DATA PROVIDED |

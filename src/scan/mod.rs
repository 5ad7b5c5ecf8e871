// src/scan/mod.rs
use thiserror::Error;

pub mod reputation;

pub use reputation::{check_url, UrlCheckReport, UrlStatus};

#[derive(Error, Debug, Clone, PartialEq, Eq)]
pub enum ScanError {
    #[error("URL is empty")]
    EmptyUrl,
}

pub type Result<T> = std::result::Result<T, ScanError>;
// src/cli/mod.rs
use clap::Parser;
use crate::core::Config;
use crate::osint::HashStrategy;

pub mod commands;
pub mod handlers;
pub mod report;

pub use commands::CliCommand;

#[derive(Parser, Debug)]
#[command(author, version, about, long_about = None)]
pub struct Args {
    /// Print reports as pretty JSON instead of a summary
    #[arg(long, global = true)]
    pub json: bool,

    /// API server port (overrides WEB_PORT)
    #[arg(long, global = true)]
    pub port: Option<u16>,

    /// API server bind address (overrides WEB_ADDRESS)
    #[arg(long, global = true)]
    pub address: Option<String>,

    /// Fingerprint strategy: legacy or fnv1a (overrides FINGERPRINT_STRATEGY)
    #[arg(long, global = true)]
    pub strategy: Option<HashStrategy>,

    /// Command to execute (defaults to serve)
    #[command(subcommand)]
    pub command: Option<CliCommand>,
}

impl Args {
    /// Flags given on the command line win over the environment.
    pub fn apply_overrides(&self, config: &mut Config) {
        if let Some(port) = self.port {
            config.web_port = port;
        }

        if let Some(address) = &self.address {
            config.web_address = address.clone();
        }

        if let Some(strategy) = self.strategy {
            config.strategy = strategy;
        }
    }
}
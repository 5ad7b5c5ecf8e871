// src/core/state.rs
use chrono::{DateTime, Utc};
use crate::core::config::Config;
use crate::logging::{self, Logger};

/// Shared state handed to every request handler.
pub struct AppState {
    pub config: Config,
    pub logger: Logger,
    pub started_at: DateTime<Utc>,
}

impl AppState {
    pub fn new(config: Config) -> logging::Result<Self> {
        let logger = Logger::with_limits(
            config.log_dir.clone(),
            config.max_log_size_bytes(),
            config.max_log_files,
        )?;

        Ok(Self {
            config,
            logger,
            started_at: Utc::now(),
        })
    }

    pub fn uptime_seconds(&self) -> i64 {
        (Utc::now() - self.started_at).num_seconds()
    }
}
// src/core/mod.rs
pub mod config;
pub mod state;

pub use config::Config;
pub use state::AppState;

WHAT YOU WILL DO |
Scan the records above and show every line in which the word "Debug" occurs.

EXPECTED ANSWER |
#[derive(Error, Debug, Clone, PartialEq, Eq)]
#[derive(Parser, Debug)]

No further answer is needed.